SINGAPORE - Two Vietnamese nationals were each jailed for six months on Thursday (Dec 29) for illegally importing 12 birds from Ho Chi Minh City.
The estimated retail price in Singapore for each bird is about $1,800.
Businessman To Quoc Viet, who turns 38 on Friday, and his half-brother, Thai Anh Quoc, 48, who is jobless, were given four months' jail - which run concurrently - for animal cruelty.
The pair pleaded guilty to importing 12 Chinese Hwamei (Garrulax canorus) into Singapore at Changi Airport, Terminal 1, on Dec 9. Chinese Hwamei is a protected species under the Convention on International Trade in Endangered Species of Wild Fauna and Flora (Cites).
They also admitted to transporting the birds in two luggage bags in a cramped manner, without providing water or food, for about 12 hours. This caused the birds to be subjected to unnecessary pain and suffering.
One of the birds was found dead on arrival while another had to be euthanised after being tested positive for avian influenza H3N8.
The court heard that the birds were found in small plastic holders - six inside each luggage bag - when the luggage bags were screened by the X-ray machine at the airport. The duo had answered no when asked if they had anything to declare.
Investigations showed that while in Vietnam on Dec 7, To Quoc Viet's brother "Huy", a pet shop owner, instructed him to prepare to go to Singapore as a potential buyer wanted him to convey birds to Singapore. To Quoc Viet was promised a reward of $200 for the delivery.
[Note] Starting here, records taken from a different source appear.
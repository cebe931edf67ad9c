//! Minimal per-segment edit sequence for replacing a window's whole text.
//!
//! Given every segment's current rendering (`prefix + host slice + suffix`) and a target text,
//! [`min_edit_sequence`] decides which segments keep their text and what the others become, so
//! that concatenating the results reproduces the target. Segments are anchored greedily from
//! the outside in:
//!
//! 1. A single segment either matches the target or takes all of it.
//! 2. If the target starts with the first segment's text, that segment is unchanged.
//! 3. Likewise for the last segment at the end of the target.
//! 4. Two segments are split at their separator (`suffix + prefix`), or at the longest common
//!    prefix with the left segment when the separator is empty.
//! 5. Otherwise the second (or second to last) segment is searched for as an interior anchor.
//! 6. Failing that, both outer segments are emptied and the inner ones take the target.
//!
//! Edits confined to one segment therefore touch only that segment. Duplicate segment texts
//! can make the result suboptimal but it always reassembles to the target.

use snafu::{OptionExt, Snafu};

#[derive(Debug, Clone, PartialEq, Eq, Snafu)]
pub enum DiffError {
    /// The text between two adjacent segments is missing from the target.
    #[snafu(display("Separator between segments {left} and {right} not found in target text"))]
    SeparatorNotFound { left: usize, right: usize },

    /// A segment's replacement lost its fixed prefix or suffix.
    #[snafu(display("Replacement for segment {index} does not keep its prefix and suffix"))]
    Unanchored { index: usize },
}

/// One segment as currently rendered into the window.
#[derive(Debug, Clone, PartialEq, Eq)]
pub struct RenderedSegment<'a> {
    pub prefix: &'a str,
    pub suffix: &'a str,
    /// Full `prefix + host slice + suffix`.
    pub text: String,
}

impl<'a> RenderedSegment<'a> {
    pub fn new(prefix: &'a str, body: &str, suffix: &'a str) -> Self {
        Self {
            prefix,
            suffix,
            text: format!("{prefix}{body}{suffix}"),
        }
    }
}

/// Compute the replacement for each segment.
///
/// `None` means the segment is unchanged, `Some(text)` replaces its host slice with `text`
/// (prefix and suffix already stripped, possibly empty).
pub fn min_edit_sequence(
    segments: &[RenderedSegment<'_>],
    target: &str,
) -> Result<Vec<Option<String>>, DiffError> {
    let mut result = vec![None; segments.len()];
    if let Some(last) = segments.len().checked_sub(1) {
        split(segments, target, &mut result, 0, last)?;
    }

    result
        .into_iter()
        .enumerate()
        .map(|(index, change)| match change {
            None => Ok(None),
            Some(text) => strip(&segments[index], &text, index).map(Some),
        })
        .collect()
}

fn split(
    segments: &[RenderedSegment<'_>],
    target: &str,
    result: &mut [Option<String>],
    i: usize,
    j: usize,
) -> Result<(), DiffError> {
    let first = segments[i].text.as_str();
    if i == j {
        result[i] = (first != target).then(|| target.to_string());
        return Ok(());
    }
    if let Some(rest) = target.strip_prefix(first) {
        result[i] = None;
        return split(segments, rest, result, i + 1, j);
    }

    let last = segments[j].text.as_str();
    if let Some(rest) = target.strip_suffix(last) {
        result[j] = None;
        return split(segments, rest, result, i, j - 1);
    }

    if i + 1 == j {
        let left_suffix = segments[i].suffix;
        let right_prefix = segments[j].prefix;
        let cut = if left_suffix.is_empty() && right_prefix.is_empty() {
            common_prefix_len(first, target)
        } else {
            let separator = format!("{left_suffix}{right_prefix}");
            let at = target
                .find(&separator)
                .context(SeparatorNotFoundSnafu { left: i, right: j })?;
            at + left_suffix.len()
        };
        result[i] = Some(target[..cut].to_string());
        result[j] = Some(target[cut..].to_string());
        return Ok(());
    }

    let middle = segments[i + 1].text.as_str();
    if let Some(at) = target.find(middle) {
        result[i] = Some(target[..at].to_string());
        result[i + 1] = None;
        return split(segments, &target[at + middle.len()..], result, i + 2, j);
    }

    let middle = segments[j - 1].text.as_str();
    if let Some(at) = target.rfind(middle) {
        result[j] = Some(target[at + middle.len()..].to_string());
        result[j - 1] = None;
        return split(segments, &target[..at], result, i, j - 2);
    }

    result[i] = Some(String::new());
    result[j] = Some(String::new());
    split(segments, target, result, i + 1, j - 1)
}

fn strip(segment: &RenderedSegment<'_>, text: &str, index: usize) -> Result<String, DiffError> {
    text.strip_prefix(segment.prefix)
        .and_then(|rest| rest.strip_suffix(segment.suffix))
        .map(str::to_string)
        .context(UnanchoredSnafu { index })
}

/// Byte length of the longest common prefix, on a char boundary.
fn common_prefix_len(a: &str, b: &str) -> usize {
    a.char_indices()
        .zip(b.chars())
        .find(|((_, x), y)| x != y)
        .map(|((at, _), _)| at)
        .unwrap_or_else(|| a.len().min(b.len()))
}

#[cfg(test)]
mod tests {
    use super::{common_prefix_len, min_edit_sequence, DiffError, RenderedSegment};
    use rand::{rngs::StdRng, Rng, SeedableRng};

    fn plain(bodies: &[&str]) -> Vec<RenderedSegment<'static>> {
        bodies
            .iter()
            .map(|body| RenderedSegment::new("", body, ""))
            .collect()
    }

    fn reassemble(segments: &[RenderedSegment<'_>], changes: &[Option<String>]) -> String {
        segments
            .iter()
            .zip(changes)
            .map(|(segment, change)| match change {
                Some(inner) => format!("{}{inner}{}", segment.prefix, segment.suffix),
                None => segment.text.clone(),
            })
            .collect()
    }

    fn some(text: &str) -> Option<String> {
        Some(text.to_string())
    }

    #[test]
    fn unchanged_text_yields_no_edits() {
        let segments = vec![
            RenderedSegment::new("SELECT ", "*", ""),
            RenderedSegment::new(" FROM ", "t", ";"),
        ];
        let changes = min_edit_sequence(&segments, "SELECT * FROM t;").unwrap();
        assert_eq!(changes, vec![None, None]);
    }

    #[test]
    fn edit_in_first_of_two() {
        let segments = plain(&["AB", "CD"]);
        let changes = min_edit_sequence(&segments, "AXCD").unwrap();
        assert_eq!(changes, vec![some("AX"), None]);
    }

    #[test]
    fn edit_confined_to_middle() {
        let segments = plain(&["one ", "two ", "three"]);
        let changes = min_edit_sequence(&segments, "one 2 three").unwrap();
        assert_eq!(changes, vec![None, some("2 "), None]);
    }

    #[test]
    fn split_at_separator() {
        let segments = vec![
            RenderedSegment::new("<", "ab", ">"),
            RenderedSegment::new("<", "cd", ">"),
        ];
        let changes = min_edit_sequence(&segments, "<aXb><cYd>").unwrap();
        assert_eq!(changes, vec![some("aXb"), some("cYd")]);
    }

    #[test]
    fn split_at_common_prefix_without_separator() {
        let segments = plain(&["ab", "cd"]);
        let changes = min_edit_sequence(&segments, "aXcY").unwrap();
        assert_eq!(changes, vec![some("a"), some("XcY")]);
    }

    #[test]
    fn interior_anchor_from_left() {
        let segments = plain(&["A", "B", "C", "D"]);
        let changes = min_edit_sequence(&segments, "xBCy").unwrap();
        assert_eq!(changes, vec![some("x"), None, None, some("y")]);
    }

    #[test]
    fn interior_anchor_from_right() {
        let segments = plain(&["A", "B", "C", "D"]);
        let changes = min_edit_sequence(&segments, "zzC!").unwrap();
        assert_eq!(changes, vec![some(""), some("zz"), None, some("!")]);
    }

    #[test]
    fn no_anchor_empties_outer_segments() {
        let segments = plain(&["A", "B", "C", "D"]);
        let changes = min_edit_sequence(&segments, "zz").unwrap();
        assert_eq!(changes, vec![some(""), some(""), some("zz"), some("")]);
        assert_eq!(reassemble(&segments, &changes), "zz");
    }

    #[test]
    fn missing_separator() {
        let segments = vec![
            RenderedSegment::new("<", "a", ">"),
            RenderedSegment::new("<", "b", ">"),
        ];
        assert_eq!(
            min_edit_sequence(&segments, "xy"),
            Err(DiffError::SeparatorNotFound { left: 0, right: 1 })
        );
    }

    #[test]
    fn replacement_without_prefix_is_rejected() {
        let segments = vec![
            RenderedSegment::new("<", "a", ">"),
            RenderedSegment::new("<", "b", ">"),
            RenderedSegment::new("<", "c", ">"),
        ];
        assert_eq!(
            min_edit_sequence(&segments, "<b>"),
            Err(DiffError::Unanchored { index: 0 })
        );
    }

    #[test]
    fn empty_window() {
        assert_eq!(min_edit_sequence(&[], ""), Ok(Vec::new()));
    }

    #[test]
    fn common_prefix_respects_char_boundaries() {
        assert_eq!(common_prefix_len("héllo", "hélp"), "hél".len());
        assert_eq!(common_prefix_len("ab", "abc"), 2);
        assert_eq!(common_prefix_len("é", "è"), 0);
    }

    #[test]
    fn random_single_segment_edits_touch_one_segment() {
        let mut rng = StdRng::seed_from_u64(42);
        let bodies = ["alpha ", "beta ", "gamma ", "delta ", "epsilon"];
        let segments = plain(&bodies);

        for _ in 0..200 {
            let index = rng.random_range(0..bodies.len());
            let body = bodies[index];
            let at = rng.random_range(0..=body.len());
            let mut edited = body.to_string();
            edited.insert_str(at, "#");

            let target: String = bodies
                .iter()
                .enumerate()
                .map(|(k, b)| if k == index { edited.as_str() } else { *b })
                .collect();
            let changes = min_edit_sequence(&segments, &target).unwrap();

            assert_eq!(reassemble(&segments, &changes), target);
            let changed: Vec<usize> = changes
                .iter()
                .enumerate()
                .filter_map(|(k, change)| change.as_ref().map(|_| k))
                .collect();
            assert_eq!(changed.len(), 1, "{target:?} -> {changes:?}");
        }
    }
}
The next evening, Huy sent someone to deliver the flight tickets and two luggage bags with 12 live birds in 12 plastic rectangular boxes to the two men.
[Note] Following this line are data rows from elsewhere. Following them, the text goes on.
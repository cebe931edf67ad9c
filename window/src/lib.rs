//! Document windows: edit fragments of a host buffer as one independent text.
//!
//! An injected language (SQL in a string literal, a regex in an annotation) is often split
//! across several host ranges and surrounded by text that is implied rather than written. A
//! [`WindowedDocument`] stitches those ranges together with their fixed prefixes and suffixes
//! and translates offsets, lines and edits between the two coordinate spaces.
//!
//! # Architecture
//!
//! ```text
//! HostBuffer (docwin_text)  <-- markers track each fragment's host range
//!   | WindowedDocument       <-- virtual text, offset/line mapping, edit routing
//!   | differ                 <-- minimal per-fragment edits for whole-text replacement
//! ```
//!
//! The window never caches host text. Every read recomputes from the current host state so
//! edits made by other holders of the [`docwin_text::SharedBuffer`] are always visible.
//!
//! # Related
//!
//! - [`caret::CaretProvider`]: picks between the two host offsets a fragment boundary maps to
//! - [`config::WindowConfig`]: TOML descriptors for windows

pub mod caret;
pub mod config;
pub mod differ;
pub mod document;
mod error;

pub use caret::{resolve_boundary, CaretProvider};
pub use config::WindowConfig;
pub use differ::{min_edit_sequence, DiffError, RenderedSegment};
pub use document::{Bias, Shred, WindowedDocument};
pub use error::{Result, WindowError};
On Dec 9 at about 5am, To Quoc Viet and Thai Anh Quoc left for the airport at Ho Chi Minh City. They took a Jetstar flight which arrived at Changi Airport.
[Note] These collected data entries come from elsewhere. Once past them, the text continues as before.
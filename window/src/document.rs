//! A virtual document stitched together from fragments of a host buffer.
//!
//! A [`WindowedDocument`] presents an ordered list of host ranges, each wrapped in a fixed
//! prefix and suffix, as one independent text:
//!
//! ```text
//! Host:     let q = "SELECT *" + " FROM t";
//!                    ^^^^^^^^     ^^^^^^^
//! Virtual:  SELECT * FROM t
//! ```
//!
//! Reads are always re-derived from the current host state, so edits made to the host by
//! anyone else show up immediately. Writes are translated into host coordinates and applied to
//! the host, and the window's ranges follow through the host's live markers.
//!
//! # Invalid segments
//!
//! A segment whose host text was deleted out from under it is skipped by every operation,
//! including [`WindowedDocument::len`]. "First" and "last" segment always mean the first and
//! last segment that is still valid. Mapping operations return `None` only once every segment
//! is invalid.

use crate::{
    caret::{resolve_boundary, CaretProvider},
    differ::{self, RenderedSegment},
    error::{Result, WindowError},
};
use docwin_text::{HostBuffer, MarkerId, MarkerOptions, SharedBuffer, TextBuffer};
use ropey::Rope;
use serde::{Deserialize, Serialize};
use std::{borrow::Cow, fmt, ops::Range, sync::Arc};

/// Descriptor for one fragment of a window, as produced by an injection host.
#[derive(Debug, Clone, PartialEq, Eq, Serialize, Deserialize)]
#[serde(deny_unknown_fields)]
pub struct Shred {
    #[serde(default)]
    pub prefix: String,
    #[serde(default)]
    pub suffix: String,
    pub host_range: Range<usize>,
}

impl Shred {
    pub fn new(
        prefix: impl Into<String>,
        host_range: Range<usize>,
        suffix: impl Into<String>,
    ) -> Self {
        Self {
            prefix: prefix.into(),
            suffix: suffix.into(),
            host_range,
        }
    }
}

/// Which fragment an ambiguous boundary offset should resolve into.
#[derive(Debug, Clone, Copy, PartialEq, Eq, Hash)]
pub enum Bias {
    /// End of the fragment before the boundary.
    Left,
    /// Start of the fragment after the boundary.
    Right,
}

#[derive(Debug, Clone)]
struct Segment {
    prefix: String,
    suffix: String,
    prefix_len: usize,
    suffix_len: usize,
    marker: MarkerId,
}

/// A valid segment resolved against the current host state.
#[derive(Debug, Clone)]
struct Piece<'a> {
    prefix: &'a str,
    suffix: &'a str,
    prefix_len: usize,
    suffix_len: usize,
    range: Range<usize>,
    marker: MarkerId,
}

impl Piece<'_> {
    fn len(&self) -> usize {
        self.range.len()
    }

    fn span(&self) -> usize {
        self.prefix_len + self.len() + self.suffix_len
    }
}

pub struct WindowedDocument<B: HostBuffer = TextBuffer> {
    host: SharedBuffer<B>,
    segments: Vec<Segment>,
    one_line: bool,
    prefix_line_count: usize,
    suffix_line_count: usize,
    caret: Option<Box<dyn CaretProvider>>,
}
Agri-Food and Veterinary Authority prosecutor Yap Teck Chuan said there were holes on both ends of the plastic boxes for ventilation, and the boxes were secured with brown tape.
"The birds were housed in a cramped manner and there was hardly any space for movements," he said.
There was also no water. The 11 live birds were handed over to Jurong Bird Park, one of which was later found to have been exposed to the H3N8 virus before its arrival.
Mr Yap said stuffing the 12 birds in small rectangular boxes placed inside luggage bags, which were checked into the airplane luggage holding compartment, was far worse than cases of birds imported by land, in which the birds were hidden in car boots or other parts of the car.
The birds had also been confined for more than 10 hours.
Each of the two men could have been fined up to $50,000 and/or jailed for up to two years for importing each scheduled species without a permit. The maximum penalty for animal cruelty is a $10,000 fine and 12 months' jail.